#### EXERCISE PROMPT
Each line of the records that holds the word "started" should be copied out.

#### EXERCISE MATERIAL
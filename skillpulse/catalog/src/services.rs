use chrono::Utc;
use parking_lot::RwLock;

use crate::{
    error::CatalogError,
    records::{CourseProgress, ForumPost, ForumReply, Lesson, Quiz, RecordId, ReplyDraft},
    repository::{pause, LatencyProfile, MemoryRepository},
};

/// Learner that progress records are created for.
pub const DEFAULT_USER: &str = "user_1";

impl MemoryRepository<Lesson> {
    /// Lessons of a course ordered by position.
    pub async fn get_by_course_id(&self, course_id: RecordId) -> Vec<Lesson> {
        let mut lessons = self.query(|lesson| lesson.course_id == course_id).await;
        lessons.sort_by_key(|lesson| lesson.order);
        lessons
    }
}

impl MemoryRepository<Quiz> {
    /// The quiz attached to a lesson.
    pub async fn get_by_lesson_id(&self, lesson_id: RecordId) -> Result<Quiz, CatalogError> {
        self.query(|quiz| quiz.lesson_id == lesson_id)
            .await
            .into_iter()
            .next()
            .ok_or(CatalogError::QuizNotFoundForLesson(lesson_id))
    }
}

impl MemoryRepository<ForumPost> {
    /// Posts of one category in stored order.
    pub async fn get_by_category(&self, category: &str) -> Vec<ForumPost> {
        self.query(|post| post.category == category).await
    }

    /// Adds one upvote and returns the updated post.
    pub async fn upvote(&self, id: RecordId) -> Result<ForumPost, CatalogError> {
        pause(self.latency().get).await;
        self.modify(id, |post| {
            post.upvotes += 1;
            post.clone()
        })
    }

    /// Appends a reply stamped with the current time.
    pub async fn add_reply(
        &self,
        id: RecordId,
        draft: ReplyDraft,
    ) -> Result<ForumPost, CatalogError> {
        pause(self.latency().delete).await;
        let now = Utc::now();
        self.modify(id, |post| {
            let last = post.replies.iter().map(|reply| reply.id).max().unwrap_or(0);
            post.replies.push(ForumReply {
                id: now.timestamp_millis().max(last + 1),
                user_id: draft.user_id,
                content: draft.content,
                timestamp: now,
            });
            post.clone()
        })
    }
}

/// Per-course progress of the session's learner.
#[derive(Debug)]
pub struct ProgressTracker {
    records: RwLock<Vec<CourseProgress>>,
    latency: LatencyProfile,
    user_id: String,
}

impl ProgressTracker {
    /// Tracker seeded with `records`, creating new ones for [`DEFAULT_USER`].
    #[must_use]
    pub fn new(records: Vec<CourseProgress>, latency: LatencyProfile) -> Self {
        Self {
            records: RwLock::new(records),
            latency,
            user_id: DEFAULT_USER.into(),
        }
    }

    /// Every progress record.
    pub async fn get_all(&self) -> Vec<CourseProgress> {
        pause(self.latency.get).await;
        self.records.read().clone()
    }

    /// Progress for a course, if the learner started it.
    pub async fn get_by_course_id(&self, course_id: RecordId) -> Option<CourseProgress> {
        pause(self.latency.get).await;
        self.records
            .read()
            .iter()
            .find(|progress| progress.course_id == course_id)
            .cloned()
    }

    /// Marks a lesson done; completing it twice changes only `last_accessed`.
    pub async fn mark_lesson_complete(
        &self,
        course_id: RecordId,
        lesson_id: RecordId,
    ) -> CourseProgress {
        pause(self.latency.query).await;
        self.touch(course_id, |progress| {
            if !progress.completed_lessons.contains(&lesson_id) {
                progress.completed_lessons.push(lesson_id);
            }
        })
    }

    /// Stores the latest quiz score (0 to 100) for a lesson.
    pub async fn update_quiz_score(
        &self,
        course_id: RecordId,
        lesson_id: RecordId,
        score: u8,
    ) -> CourseProgress {
        pause(self.latency.query).await;
        self.touch(course_id, |progress| {
            progress.quiz_scores.insert(lesson_id, score.min(100));
        })
    }

    fn touch(&self, course_id: RecordId, change: impl FnOnce(&mut CourseProgress)) -> CourseProgress {
        let mut records = self.records.write();
        let index = if let Some(index) = records
            .iter()
            .position(|progress| progress.course_id == course_id)
        {
            index
        } else {
            records.push(CourseProgress::started(&self.user_id, course_id));
            records.len() - 1
        };
        let progress = &mut records[index];
        change(progress);
        progress.last_accessed = Utc::now();
        progress.clone()
    }
}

#### EXERCISE ANSWER
    /// Progress for a course, if the learner started it.
            records.push(CourseProgress::started(&self.user_id, course_id));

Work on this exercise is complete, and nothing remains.